KYIV, Ukraine (AP) — Belarus has started giving shots to volunteers in human trials of Russia’s coronavirus vaccine Sputnik V, which received Russian government approval in August but drew considerable criticism from experts, as it had only been tested on several dozen people.

The first Belarusian volunteer received the first shot on Thursday in an outpatient clinic in Minsk, the country’s capital.

The study that started earlier this month will take place in eight different medical facilities, Belarusian officials said, and 100 volunteers “will get the opportunity to be vaccinated against the coronavirus by the compound” developed in Russia. It wasn’t immediately clear how many people will receive placebo shots.

The vaccine was approved by the Russian government with much fanfare on Aug. 11, after early trials among 76 volunteers were completed. Russian President Vladimir Putin personally broke the news on national television and said one of his daughters had already been vaccinated, experienced slight side effects and developed antibodies.

The announcement prompted criticism from experts both at home and abroad, who said, in line with established scientific protocol, much broader studies among tens of thousands of people were needed to ensure the vaccine’s safety and effectiveness before it is given widely.
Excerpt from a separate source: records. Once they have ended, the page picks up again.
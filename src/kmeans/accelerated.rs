use super::{components, squared_distance, ClusterBackend, ClusterSum};

use std::array;

use palette::Srgb;
use rayon::prelude::*;
use wide::{f32x8, CmpLt};

/// The minimum number of pixels handed to one rayon task.
const MIN_CHUNK: usize = 4096;

/// Lays out the centroids in chunks of 8 lanes per component.
///
/// The last chunk is padded with infinite components, which can never be nearest.
fn simd_table(centroids: &[[f32; 3]]) -> Vec<[f32x8; 3]> {
    let mut table = Vec::with_capacity(centroids.len().div_ceil(8));
    let chunks = centroids.chunks_exact(8);
    table.extend(
        chunks
            .clone()
            .map(|chunk| array::from_fn(|i| f32x8::new(array::from_fn(|j| chunk[j][i])))),
    );

    if !chunks.remainder().is_empty() {
        let mut arr = [[f32::INFINITY; 8]; 3];
        for (i, &color) in chunks.remainder().iter().enumerate() {
            for (arr, c) in arr.iter_mut().zip(color) {
                arr[i] = c;
            }
        }
        table.push(arr.map(f32x8::new));
    }

    table
}

/// Returns the index of the nearest centroid in `table`, preferring the lowest index on ties.
#[inline]
#[allow(clippy::float_cmp, clippy::cast_possible_truncation, clippy::cast_sign_loss)]
fn simd_argmin(table: &[[f32x8; 3]], query: [f32; 3]) -> u8 {
    let incr = f32x8::ONE;
    let mut cur_chunk = f32x8::ZERO;
    let mut min_chunk = cur_chunk;
    let mut min_distance = f32x8::splat(f32::INFINITY);

    let query = query.map(f32x8::splat);

    for chunk in table {
        let [r, g, b] = array::from_fn(|i| {
            let diff = query[i] - chunk[i];
            diff * diff
        });
        let distance = r + g + b;

        // strict comparison keeps the earliest chunk on ties
        let mask = distance.cmp_lt(min_distance);
        min_chunk = mask.blend(cur_chunk, min_chunk);
        min_distance = mask.blend(distance, min_distance);
        cur_chunk += incr;
    }

    let distances = min_distance.as_array_ref();
    let chunks = min_chunk.as_array_ref();

    let index = |lane: usize| chunks[lane] as usize * 8 + lane;

    let mut min_index = index(0);
    let mut min_dist = distances[0];
    for lane in 1..8 {
        let i = index(lane);
        let d = distances[lane];
        if d < min_dist || (d == min_dist && i < min_index) {
            min_dist = d;
            min_index = i;
        }
    }

    min_index as u8
}

/// The data-parallel clustering backend.
///
/// Pixels are split across the current rayon thread pool. Nearest centroid search compares
/// each pixel against 8 centroids at a time with SIMD, and per-cluster sums are computed
/// as a parallel fold and reduce. The results match [`StandardClusterer`](super::StandardClusterer)
/// up to the order in which the floating point sums are added.
#[derive(Debug, Clone, Copy, Default, PartialEq, Eq)]
pub struct AcceleratedClusterer;

impl ClusterBackend for AcceleratedClusterer {
    fn name(&self) -> &'static str {
        "accelerated"
    }

    fn update_nearest(&self, pixels: &[Srgb<u8>], nearest: &mut [f32], centroid: [f32; 3]) {
        nearest
            .par_iter_mut()
            .zip(pixels)
            .with_min_len(MIN_CHUNK)
            .for_each(|(distance, &pixel)| {
                *distance = distance.min(squared_distance(components(pixel), centroid));
            });
    }

    fn assign(&self, pixels: &[Srgb<u8>], centroids: &[[f32; 3]], labels: &mut [u8]) {
        let table = simd_table(centroids);
        labels
            .par_iter_mut()
            .zip(pixels)
            .with_min_len(MIN_CHUNK)
            .for_each(|(label, &pixel)| *label = simd_argmin(&table, components(pixel)));
    }

    fn accumulate(&self, pixels: &[Srgb<u8>], labels: &[u8], k: usize) -> Vec<ClusterSum> {
        pixels
            .par_iter()
            .zip(labels)
            .with_min_len(MIN_CHUNK)
            .fold(
                || vec![ClusterSum::default(); k],
                |mut sums, (&pixel, &label)| {
                    sums[usize::from(label)].add(components(pixel));
                    sums
                },
            )
            .reduce(
                || vec![ClusterSum::default(); k],
                |mut a, b| {
                    for (a, b) in a.iter_mut().zip(b) {
                        a.merge(b);
                    }
                    a
                },
            )
    }
}
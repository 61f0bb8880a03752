//! Contains various types needed across the crate.

use crate::{Error, MAX_CLUSTERS, MAX_PIXELS};

use std::{
    error,
    fmt::{Debug, Display},
    ops::Deref,
};

use palette::Srgb;
#[cfg(feature = "image")]
use {image::RgbImage, palette::cast::ComponentsAs};

/// An error type for when the length of an input (e.g., `Vec` or slice)
/// is above the maximum supported value.
///
/// The inner value is the maximum supported value.
#[derive(Debug, Clone, Copy, PartialEq, Eq, PartialOrd, Ord)]
pub struct AboveMaxLen<T>(pub T);

impl<T: Display> Display for AboveMaxLen<T> {
    fn fmt(&self, f: &mut std::fmt::Formatter<'_>) -> std::fmt::Result {
        write!(f, "above the maximum length of {}", self.0)
    }
}

impl<T: Debug + Display> error::Error for AboveMaxLen<T> {}

/// The pixels of an image, flattened in row-major order.
///
/// A [`PixelSet`] is immutable once created and has the invariant that its length
/// is not greater than [`MAX_PIXELS`], so that per-cluster counts fit in a `u32`.
///
/// # Examples
/// From a `Vec` of colors:
/// ```
/// # use swatchbook::{PixelSet, AboveMaxLen};
/// # use palette::Srgb;
/// # fn main() -> Result<(), AboveMaxLen<u32>> {
/// let pixels = PixelSet::try_from(vec![Srgb::new(255, 0, 0); 16])?;
/// assert_eq!(pixels.num_pixels(), 16);
/// # Ok(())
/// # }
/// ```
#[derive(Debug, Clone, PartialEq, Eq, Default)]
#[repr(transparent)]
pub struct PixelSet(Vec<Srgb<u8>>);

impl PixelSet {
    /// Creates a new [`PixelSet`] by truncating the input to a max length of [`MAX_PIXELS`].
    #[must_use]
    pub fn from_truncated(mut pixels: Vec<Srgb<u8>>) -> Self {
        pixels.truncate(MAX_PIXELS as usize);
        Self(pixels)
    }

    /// Returns the number of pixels as a `u32`.
    #[must_use]
    #[allow(clippy::cast_possible_truncation)]
    pub fn num_pixels(&self) -> u32 {
        self.0.len() as u32
    }

    /// Returns the number of distinct colors in the set.
    #[must_use]
    pub fn num_distinct(&self) -> usize {
        let mut colors = self.0.iter().map(|&c| palette::cast::into_array(c)).collect::<Vec<_>>();
        colors.sort_unstable();
        colors.dedup();
        colors.len()
    }

    /// Gets the inner `Vec` of colors.
    #[must_use]
    pub fn into_inner(self) -> Vec<Srgb<u8>> {
        self.0
    }
}

impl AsRef<[Srgb<u8>]> for PixelSet {
    fn as_ref(&self) -> &[Srgb<u8>] {
        self
    }
}

impl Deref for PixelSet {
    type Target = [Srgb<u8>];

    fn deref(&self) -> &Self::Target {
        &self.0
    }
}

impl TryFrom<Vec<Srgb<u8>>> for PixelSet {
    type Error = AboveMaxLen<u32>;

    fn try_from(pixels: Vec<Srgb<u8>>) -> Result<Self, Self::Error> {
        if pixels.len() <= MAX_PIXELS as usize {
            Ok(Self(pixels))
        } else {
            Err(AboveMaxLen(MAX_PIXELS))
        }
    }
}

#[cfg(feature = "image")]
impl TryFrom<&RgbImage> for PixelSet {
    type Error = AboveMaxLen<u32>;

    fn try_from(image: &RgbImage) -> Result<Self, Self::Error> {
        let pixels = image.pixels().len();
        if pixels <= MAX_PIXELS as usize {
            let buf: &[Srgb<u8>] = image.as_raw()[..(pixels * 3)].components_as();
            Ok(Self(buf.to_vec()))
        } else {
            Err(AboveMaxLen(MAX_PIXELS))
        }
    }
}

/// The number of clusters (K) to partition the pixels into.
///
/// This is a simple new type wrapper around `u16` with the invariant that it must be
/// between `1` and [`MAX_CLUSTERS`] inclusive. The upper bound lets every label fit in a `u8`.
///
/// # Examples
/// ```
/// # use swatchbook::ClusterCount;
/// # fn main() -> Result<(), swatchbook::Error> {
/// let k = ClusterCount::try_from(5u16)?;
/// assert_eq!(k.into_inner(), 5);
/// assert!(ClusterCount::try_from(0u16).is_err());
/// # Ok(())
/// # }
/// ```
#[derive(Debug, Clone, Copy, PartialEq, Eq, PartialOrd, Ord, Hash)]
#[repr(transparent)]
pub struct ClusterCount(u16);

impl ClusterCount {
    /// The largest supported number of clusters (given by [`MAX_CLUSTERS`]).
    pub const MAX: Self = Self(MAX_CLUSTERS);

    /// The number of dominant colors reported when none is specified.
    pub const DEFAULT: Self = Self(10);

    /// Creates a [`ClusterCount`], returning `None` if `value` is `0` or above [`MAX_CLUSTERS`].
    #[must_use]
    pub const fn new(value: u16) -> Option<Self> {
        if value >= 1 && value <= MAX_CLUSTERS {
            Some(Self(value))
        } else {
            None
        }
    }

    /// Gets the inner `u16` value.
    #[must_use]
    pub const fn into_inner(self) -> u16 {
        self.0
    }

    /// The count as a `usize`, for indexing and allocation.
    #[must_use]
    pub const fn get(self) -> usize {
        self.0 as usize
    }
}

impl Default for ClusterCount {
    fn default() -> Self {
        Self::DEFAULT
    }
}

impl From<ClusterCount> for u16 {
    fn from(val: ClusterCount) -> Self {
        val.into_inner()
    }
}

impl TryFrom<u16> for ClusterCount {
    type Error = Error;

    fn try_from(value: u16) -> Result<Self, Self::Error> {
        Self::new(value).ok_or(Error::InvalidClusterCount(value))
    }
}

impl Display for ClusterCount {
    fn fmt(&self, f: &mut std::fmt::Formatter<'_>) -> std::fmt::Result {
        write!(f, "{}", self.into_inner())
    }
}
Russian health authorities announced advanced trials of the vaccine among 40,000 volunteers two weeks after it received government approval. Kirill Dmitriyev, head of the Russian Direct Investment Fund that bankrolled the vaccine effort, said earlier this month that six or seven other countries may be involved in further studies of the shots.

Russian officials also mentioned that vaccination of risk groups, such as doctors and teachers, may be carried out “in parallel” — but it remains unclear whether it will be done as part of the studies.

As of Thursday, Belarus has reported 78,631 confirmed coronavirus cases and 833 deaths. Belarus is one of the few countries in the world that didn’t impose a lockdown and continued to hold mass public events during the pandemic.

Belarus President Alexander Lukashenko, who has run the ex-Soviet nation of 9.5 million with an iron first since 1994, dismissed fears over the virus as “psychosis” and recommended drinking vodka to stay healthy, fueling public frustration.

The vaccine developed by the Gamaleya Institute in Moscow with assistance from Russia’s Defense Ministry uses a different virus — the common cold-causing adenovirus — that’s been modified to carry genes for the “spike” protein that coats the coronavirus, as a way to prime the body to recognize if a real COVID-19 infection comes along. That’s a similar technology as vaccines being developed by China’s CanSino Biologics and Britain’s Oxford University and AstraZeneca.

In a report published in the journal Lancet last month, developers of the Russian vaccine said it appeared to be safe and prompted an antibody response in all 40 people tested in the second phase of the study within three weeks. However, the authors noted that participants were only followed for 42 days, the study sample was small and there was no placebo or control vaccine used.